● Task objective:
Write out every entry again exactly as it stands.
....
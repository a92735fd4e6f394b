// SPDX-FileCopyrightText: 2026 Lure Contributors
// SPDX-License-Identifier: MIT OR Apache-2.0

//! Cross-case correlation for the Lure engine: a process-wide graph of
//! cases and their artifacts, reuse-based risk scoring, and per-case
//! correlation reports.

pub mod graph;
pub mod report;

pub use graph::{
    CaseArtifacts, CorrelationGraph, GraphEdge, GraphNode, GraphStatistics, NodeKind, Relation,
    RiskMultipliers,
};
pub use report::{CasePriority, CaseReport, LinkedArtifact};
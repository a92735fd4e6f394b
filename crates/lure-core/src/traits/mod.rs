// SPDX-FileCopyrightText: 2026 Lure Contributors
// SPDX-License-Identifier: MIT OR Apache-2.0

//! Collaborator traits at the engine's external boundaries.
//!
//! The transport layer, response generator, and report callback are all
//! external collaborators; the engine only sees them through these seams.

pub mod responder;
pub mod sink;

pub use responder::Responder;
pub use sink::ReportSink;
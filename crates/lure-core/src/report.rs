// SPDX-FileCopyrightText: 2026 Lure Contributors
// SPDX-License-Identifier: MIT OR Apache-2.0

//! Final report payload sent to the external evaluator.
//!
//! Field names follow the evaluator's wire format (camelCase). Truncation
//! caps are applied when the payload is built, never afterwards.

use serde::{Deserialize, Serialize};

/// Consolidated intelligence for one session, truncated for transmission.
#[derive(Debug, Clone, Default, PartialEq, Eq, Serialize, Deserialize)]
#[serde(rename_all = "camelCase")]
pub struct ReportedIntelligence {
    pub bank_accounts: Vec<String>,
    pub upi_ids: Vec<String>,
    pub phone_numbers: Vec<String>,
    pub phishing_links: Vec<String>,
    pub email_addresses: Vec<String>,
    pub pan_cards: Vec<String>,
    pub aadhaar_numbers: Vec<String>,
    pub suspicious_keywords: Vec<String>,
}

/// The one-shot payload emitted when an engagement is ready for reporting.
#[derive(Debug, Clone, Serialize, Deserialize)]
#[serde(rename_all = "camelCase")]
pub struct FinalReport {
    pub session_id: String,
    pub scam_detected: bool,
    pub total_messages_exchanged: usize,
    pub extracted_intelligence: ReportedIntelligence,
    /// Joined transition and intelligence notes.
    pub agent_notes: String,
}
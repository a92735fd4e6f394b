// SPDX-FileCopyrightText: 2026 Lure Contributors
// SPDX-License-Identifier: MIT OR Apache-2.0

//! Core library for the Lure scam-engagement engine.
//!
//! This crate provides the shared data model, the error enum, and the
//! collaborator trait seams used throughout the Lure workspace.

pub mod error;
pub mod report;
pub mod traits;
pub mod types;

// Re-export key items at crate root for ergonomic imports.
pub use error::LureError;
pub use report::{FinalReport, ReportedIntelligence};
pub use traits::{ReportSink, Responder};
pub use types::{
    DetectionResult, EngagementState, ExtractedArtifacts, Message, RiskLevel, Sender,
    SessionId,
};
....
● Task solution:
repository a92735fd4e6f394b
// SPDX-FileCopyrightText: 2026 Lure Contributors
// SPDX-License-Identifier: MIT OR Apache-2.0

//! Cross-case correlation for the Lure engine: a process-wide graph of
//! cases and their artifacts, reuse-based risk scoring, and per-case
//! correlation reports.

pub mod graph;
pub mod report;

pub use graph::{
    CaseArtifacts, CorrelationGraph, GraphEdge, GraphNode, GraphStatistics, NodeKind, Relation,
    RiskMultipliers,
};
pub use report::{CasePriority, CaseReport, LinkedArtifact};
repository a92735fd4e6f394b
filename crates/lure-core/src/traits/mod.rs
// SPDX-FileCopyrightText: 2026 Lure Contributors
// SPDX-License-Identifier: MIT OR Apache-2.0

//! Collaborator traits at the engine's external boundaries.
//!
//! The transport layer, response generator, and report callback are all
//! external collaborators; the engine only sees them through these seams.

pub mod responder;
pub mod sink;

pub use responder::Responder;
pub use sink::ReportSink;
filename crates/lure-core/src/report.rs
// SPDX-FileCopyrightText: 2026 Lure Contributors
// SPDX-License-Identifier: MIT OR Apache-2.0

//! Final report payload sent to the external evaluator.
//!
//! Field names follow the evaluator's wire format (camelCase). Truncation
//! caps are applied when the payload is built, never afterwards.

use serde::{Deserialize, Serialize};

/// Consolidated intelligence for one session, truncated for transmission.
#[derive(Debug, Clone, Default, PartialEq, Eq, Serialize, Deserialize)]
#[serde(rename_all = "camelCase")]
pub struct ReportedIntelligence {
    pub bank_accounts: Vec<String>,
    pub upi_ids: Vec<String>,
    pub phone_numbers: Vec<String>,
    pub phishing_links: Vec<String>,
    pub email_addresses: Vec<String>,
    pub pan_cards: Vec<String>,
    pub aadhaar_numbers: Vec<String>,
    pub suspicious_keywords: Vec<String>,
}

/// The one-shot payload emitted when an engagement is ready for reporting.
#[derive(Debug, Clone, Serialize, Deserialize)]
#[serde(rename_all = "camelCase")]
pub struct FinalReport {
    pub session_id: String,
    pub scam_detected: bool,
    pub total_messages_exchanged: usize,
    pub extracted_intelligence: ReportedIntelligence,
    /// Joined transition and intelligence notes.
    pub agent_notes: String,
}
repository a92735fd4e6f394b
// SPDX-FileCopyrightText: 2026 Lure Contributors
// SPDX-License-Identifier: MIT OR Apache-2.0

//! Core library for the Lure scam-engagement engine.
//!
//! This crate provides the shared data model, the error enum, and the
//! collaborator trait seams used throughout the Lure workspace.

pub mod error;
pub mod report;
pub mod traits;
pub mod types;

// Re-export key items at crate root for ergonomic imports.
pub use error::LureError;
pub use report::{FinalReport, ReportedIntelligence};
pub use traits::{ReportSink, Responder};
pub use types::{
    DetectionResult, EngagementState, ExtractedArtifacts, Message, RiskLevel, Sender,
    SessionId,
};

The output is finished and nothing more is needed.